The last two days?
Part V, The Stones said it best…
Maybe I am wrong. In hind sight, maybe our previous days trip was the most beautiful. Does it really matter? The next morning after our adventure to the sea we got off to a slow start, again searching endlessly for that mythical meal known as “breakfast”. Once again, we loaded up on pastries and store bought sandwiches (and wine) and set off from Narbonne to Beziers, the final destination of our trip. The plan was this, we would avoid the canal in the morning, and instead travel on local rural roads – this allowed us a few options – we could turn north instead of west for a while if we desired, or avoid a giant hill if one popped up. This route proved to be stunning, as the rolling hills elevated us above the vineyards and afforded spectacular views. We passed through a few small towns, always finding the wine cooperative (by odor or trail of grape juice) and eventually in the afternoon we decided to head back onto the canal, that damn horrible canal, because I wanted to see the tunnel that they carved out of the rock to allow boats to pass.
This was a great decision though, despite the horrible trail surface, because just after the Tunnel de Malpas we found signs for the Oppidum Enserune – which claimed to provide beautiful views.
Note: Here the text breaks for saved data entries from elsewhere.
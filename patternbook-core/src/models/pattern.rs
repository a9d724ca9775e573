//! Pattern payloads
//!
//! A pattern is the top-level record of the catalog. Wire field names match
//! the public API: `amigurumi_id`, `autor`,
//! `amigurumi_id_of_linked_amigurumi`.

use chrono::NaiveDate;
use serde::Deserialize;

use super::validation::{Checker, ValidationError};

/// Create payload for a pattern. The primary key and, when absent, the
/// date are filled in by the server.
#[derive(Debug, Clone, Deserialize)]
#[serde(deny_unknown_fields)]
pub struct NewPattern {
    pub name: String,
    pub size: f64,
    pub autor: String,
    pub date: Option<NaiveDate>,
    pub link: Option<String>,
    /// Optional back-reference to the principal pattern this one belongs to.
    pub amigurumi_id_of_linked_amigurumi: Option<i64>,
    pub note: Option<String>,
}

impl NewPattern {
    pub fn validate(&self) -> Result<(), ValidationError> {
        let mut check = Checker::new();
        check.non_empty("name", &self.name);
        check.non_empty("autor", &self.autor);
        check.positive_f64("size", self.size);
        check.finish()
    }
}

/// Partial update for a pattern. Absent fields are left unchanged;
/// unknown keys are ignored rather than applied.
#[derive(Debug, Clone, Default, Deserialize)]
pub struct PatternUpdate {
    pub name: Option<String>,
    pub size: Option<f64>,
    pub autor: Option<String>,
    pub date: Option<NaiveDate>,
    pub link: Option<String>,
    pub amigurumi_id_of_linked_amigurumi: Option<i64>,
    pub note: Option<String>,
}

impl PatternUpdate {
    pub fn validate(&self) -> Result<(), ValidationError> {
        let mut check = Checker::new();
        if let Some(name) = &self.name {
            check.non_empty("name", name);
        }
        if let Some(autor) = &self.autor {
            check.non_empty("autor", autor);
        }
        if let Some(size) = self.size {
            check.positive_f64("size", size);
        }
        check.finish()
    }
}

#[cfg(test)]
mod tests {
    use super::*;

    fn bear() -> NewPattern {
        NewPattern {
            name: "Bear".into(),
            size: 20.0,
            autor: "Ana".into(),
            date: None,
            link: None,
            amigurumi_id_of_linked_amigurumi: None,
            note: None,
        }
    }

    #[test]
    fn valid_pattern() {
        assert!(bear().validate().is_ok());
    }

    #[test]
    fn rejects_empty_name_and_author() {
        let mut p = bear();
        p.name = "  ".into();
        p.autor = String::new();
        let err = p.validate().unwrap_err();
        assert_eq!(err.errors.len(), 2);
        assert_eq!(err.errors[0].loc, vec!["body", "name"]);
    }

    #[test]
    fn rejects_nonpositive_size() {
        let mut p = bear();
        p.size = 0.0;
        assert!(p.validate().is_err());
    }

    #[test]
    fn update_only_checks_present_fields() {
        let update = PatternUpdate {
            size: Some(12.5),
            ..Default::default()
        };
        assert!(update.validate().is_ok());

        let update = PatternUpdate {
            name: Some(String::new()),
            ..Default::default()
        };
        assert!(update.validate().is_err());
    }

    #[test]
    fn deserializes_wire_names() {
        let p: NewPattern = serde_json::from_str(
            r#"{"name":"Bear","size":20,"autor":"Ana","amigurumi_id_of_linked_amigurumi":3}"#,
        )
        .unwrap();
        assert_eq!(p.amigurumi_id_of_linked_amigurumi, Some(3));
    }
}
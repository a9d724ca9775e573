//! Material endpoints

use std::sync::Arc;

use axum::{
    extract::{Path, State},
    routing::{delete, get, put},
    Json, Router,
};
use serde::Serialize;

use patternbook_core::models::{MaterialUpdate, NewMaterial};

use crate::db::repos::{MaterialRecord, MaterialRepo};
use crate::http::error::ApiError;
use crate::http::extractors::ValidJson;
use crate::http::server::AppState;

/// Mutation confirmation envelope
#[derive(Serialize)]
pub struct MaterialMutation {
    pub message: String,
    pub material_list_id: i64,
}

/// Bulk delete confirmation
#[derive(Serialize)]
pub struct MaterialBulkDelete {
    pub message: String,
    pub amigurumi_id: i64,
    pub removed: u64,
}

/// GET /material_list - all material lines, grouped by pattern and set
async fn list_materials(
    State(state): State<Arc<AppState>>,
) -> Result<Json<Vec<MaterialRecord>>, ApiError> {
    let materials = MaterialRepo::new(&state.pool).list().await?;
    Ok(Json(materials))
}

/// POST /material_list - add a material line to an existing pattern
async fn create_material(
    State(state): State<Arc<AppState>>,
    ValidJson(body): ValidJson<NewMaterial>,
) -> Result<Json<MaterialMutation>, ApiError> {
    body.validate()?;
    let record = MaterialRepo::new(&state.pool).create(body).await?;

    Ok(Json(MaterialMutation {
        message: format!(
            "Material added successfully to amigurumi {}!",
            record.amigurumi_id
        ),
        material_list_id: record.material_list_id,
    }))
}

/// PUT /material_list/{material_list_id} - partial update
async fn update_material(
    State(state): State<Arc<AppState>>,
    Path(material_list_id): Path<i64>,
    ValidJson(body): ValidJson<MaterialUpdate>,
) -> Result<Json<MaterialMutation>, ApiError> {
    body.validate()?;
    let record = MaterialRepo::new(&state.pool)
        .update(material_list_id, body)
        .await?;

    Ok(Json(MaterialMutation {
        message: format!("Material {} updated successfully!", record.material_list_id),
        material_list_id: record.material_list_id,
    }))
}

/// DELETE /material_list/{material_list_id} - remove one material line
async fn delete_material(
    State(state): State<Arc<AppState>>,
    Path(material_list_id): Path<i64>,
) -> Result<Json<MaterialMutation>, ApiError> {
    MaterialRepo::new(&state.pool).delete(material_list_id).await?;

    Ok(Json(MaterialMutation {
        message: format!("Material {} removed successfully!", material_list_id),
        material_list_id,
    }))
}

/// DELETE /material_list/amigurumi/{amigurumi_id} - drop every material
/// line of a pattern
async fn delete_materials_of_pattern(
    State(state): State<Arc<AppState>>,
    Path(amigurumi_id): Path<i64>,
) -> Result<Json<MaterialBulkDelete>, ApiError> {
    let removed = MaterialRepo::new(&state.pool)
        .delete_by_pattern(amigurumi_id)
        .await?;

    Ok(Json(MaterialBulkDelete {
        message: format!(
            "Materials of amigurumi {} removed successfully!",
            amigurumi_id
        ),
        amigurumi_id,
        removed,
    }))
}

/// Material routes
pub fn router() -> Router<Arc<AppState>> {
    Router::new()
        .route("/material_list", get(list_materials).post(create_material))
        .route(
            "/material_list/{material_list_id}",
            put(update_material).delete(delete_material),
        )
        .route(
            "/material_list/amigurumi/{amigurumi_id}",
            delete(delete_materials_of_pattern),
        )
}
For some reason I thought this was an old tower of some sort, but as we turned north the road turned up, very up. After a few switchbacks we felt like we had climbed well over 1000 ft (I am disappointed to learn that it was more like 200 ft according to Strava, though I may formally protest that!). The Oppidum has been inhabited for long periods of time, including from 6BC to 1AD. Yeah, thats old! And one can tell why it was a strategic vantage point for travelers, armies and whatnot. Below the Oppidum is the Etang de Montady, formerly a salt marsh that has been manipulated by drainage channels and cultivated over centuries. The radial pattern, a result of the drainage efforts, makes one think that perhaps it also served as a beacon to visitors from another planet. We soaked in the view munching on sandwiches and drinking from our bottle of wine – then back onto the Canal as it wound it was way into Beziers, the home of the canals original owner and engineer, Pierreo-Paul Riquet. Beziers was a somewhat busy town, though the historic center seemed relatively dead save for a plentiful supply of Australian and Kiwi tourists.
The following day, Tuesday, was our final day on the bikes, and we were faced with a big decision. Do we go all out and ride a long day from Beziers to Sete and back, or do we have a relaxing afternoon on the beach in Valras Plage? We decided that we ought to leave on a high note and hit the beach once more. After retrieving our bikes from the hotel garage, stumbling through a conversation with the garage owner who only spoke France, we ere off. I’ll let the pictures below speak for themselves… a beautiful late afternoon picnic on the beach – how could we ask for anything better.
The funny thing though was, we realized that today was Tuesday, the end of our tour – but our flight home was… on Thursday?! Yeah. Somehow we messed up – what would we do for a whole extra day, and where would we stay?